The Ballot The ballot should be a secret postal vote. The ballot paper should contain the following The motion to be considered, The majority required to pass the motion, & Who will count ballot and how this is done. The period allowed for votes to be returned should be a minimum of 30 days.
Confidentiality of the Ballot Ballot papers should be counted and only seen by an independent organisation. It should not be possible for leaseholders’ votes to be identified by managers or residents. After counting, managers should inform all of the leaseholders in writing the number of votes for and against the motion, any votes rejected, with reasons, and any abstentions. No other information should be disclosed by the ‘ballot counters’ or by the managers/landlord.

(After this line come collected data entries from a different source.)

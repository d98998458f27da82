//! Content discovery.
//!
//! Walks the source tree once and classifies every file: markdown files
//! become documents, dotfiles are ignored, everything else is a static
//! file copied into each format's output tree.

use std::path::{Path, PathBuf};

use log::info;

#[derive(thiserror::Error, Debug)]
pub enum SourceError {
    #[error("source directory not found: {0}")]
    NotFound(PathBuf),

    #[error("IO error while reading {path}: {source}")]
    Io {
        path: PathBuf,
        #[source]
        source: std::io::Error,
    },
}

/// A content item discovered in the source tree.
///
/// Paths are relative to the source root.
#[derive(Debug, Clone, PartialEq, Eq)]
pub enum ContentItem {
    /// A markdown document rendered once per output format
    Document(PathBuf),
    /// Any other file, copied verbatim into every format tree
    Static(PathBuf),
}

impl ContentItem {
    pub fn relative_path(&self) -> &Path {
        match self {
            ContentItem::Document(path) | ContentItem::Static(path) => path,
        }
    }
}

/// Recursively discover content under `source_dir`.
///
/// Dot-named files and directories are skipped (and logged), matching the
/// original site layout where drafts live in dot-directories.
pub fn discover_content(source_dir: &Path) -> Result<Vec<ContentItem>, SourceError> {
    if !source_dir.is_dir() {
        return Err(SourceError::NotFound(source_dir.to_path_buf()));
    }

    let mut items = Vec::new();
    walk(source_dir, Path::new(""), &mut items)?;
    // Deterministic build order regardless of directory iteration order
    items.sort_by(|a, b| a.relative_path().cmp(b.relative_path()));
    Ok(items)
}

fn walk(root: &Path, relative: &Path, items: &mut Vec<ContentItem>) -> Result<(), SourceError> {
    let dir = root.join(relative);
    let entries = std::fs::read_dir(&dir).map_err(|source| SourceError::Io {
        path: dir.clone(),
        source,
    })?;

    for entry in entries {
        let entry = entry.map_err(|source| SourceError::Io {
            path: dir.clone(),
            source,
        })?;
        let name = entry.file_name();
        let relative = relative.join(&name);

        if name.to_string_lossy().starts_with('.') {
            info!("Ignoring(file: {})", relative.display());
            continue;
        }

        let file_type = entry.file_type().map_err(|source| SourceError::Io {
            path: entry.path(),
            source,
        })?;

        if file_type.is_dir() {
            walk(root, &relative, items)?;
        } else if relative.extension().is_some_and(|ext| ext == "md") {
            items.push(ContentItem::Document(relative));
        } else {
            items.push(ContentItem::Static(relative));
        }
    }

    Ok(())
}

#[cfg(test)]
mod tests {
    use super::*;

    fn touch(path: &Path) {
        if let Some(parent) = path.parent() {
            std::fs::create_dir_all(parent).unwrap();
        }
        std::fs::write(path, "x").unwrap();
    }

    #[test]
    fn test_discover_classifies_and_sorts() {
        let dir = tempfile::tempdir().unwrap();
        touch(&dir.path().join("index.md"));
        touch(&dir.path().join("posts/one.md"));
        touch(&dir.path().join("img/cat.png"));
        touch(&dir.path().join(".hidden"));
        touch(&dir.path().join(".git/config"));

        let items = discover_content(dir.path()).unwrap();
        assert_eq!(
            items,
            vec![
                ContentItem::Static(PathBuf::from("img/cat.png")),
                ContentItem::Document(PathBuf::from("index.md")),
                ContentItem::Document(PathBuf::from("posts/one.md")),
            ]
        );
    }

    #[test]
    fn test_discover_missing_dir() {
        let err = discover_content(Path::new("/definitely/not/here")).unwrap_err();
        assert!(matches!(err, SourceError::NotFound(_)));
    }
}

Eligibility to vote Each leaseholder will have one vote. Joint leaseholders will receive one vote. Any resident who is a private tenant will not be eligible to vote, as it will be the absent leaseholder who will be eligible. The scheme manager does not have a vote and should not try to influence any voting. A representative may vote in cases of Power of Attorney or if there is written authority.
The ARHM Good Practice Note The consultation process can be used for proposed lease variations but the percentages for agreement will be different. i.e 100% for lease variation on a voluntary basis and 75% in favour, 10% against, due to LTA 1987 S. 37 (5) Chapter 6 consultation should not be used for multiple proposals. More conventional ballot to arrive at option with most support and then this should be the motion to be put forward.
Revised ARHM code of practice There were only minor changes suggested for Chapter 6 of the code during consultation. Reference to the Good Practice Note which is helpful but may need to be amended. Clearer definition of communal facilities to include the residents’ lounge, guest suite, laundry and scheme manager’s office. Unresolved debate about whether the term ‘significant’ change should be retained.
Dilemmas regarding Chapter 6 When managers wish to make relatively minor changes it is difficult to decide whether the consultation process should be followed. If it is not followed managers can make several small changes which might result in a more significant change i.e scheme manager’s hours Managers may have great difficulty achieving an increased level of service that is required as leaseholders unlikely to vote for raised costs.
Conclusions and feedback Chapter 6 is not ideal in every situation but it does allow leaseholders to determine the changes in the level of an existing service. It protects minorities by preventing a change in the service if more than 25% are against. It is beneficial for the profile of retirement housing to carry out this type of consultation. Feedback from managers on whether Chapter 6 is effective would be helpful.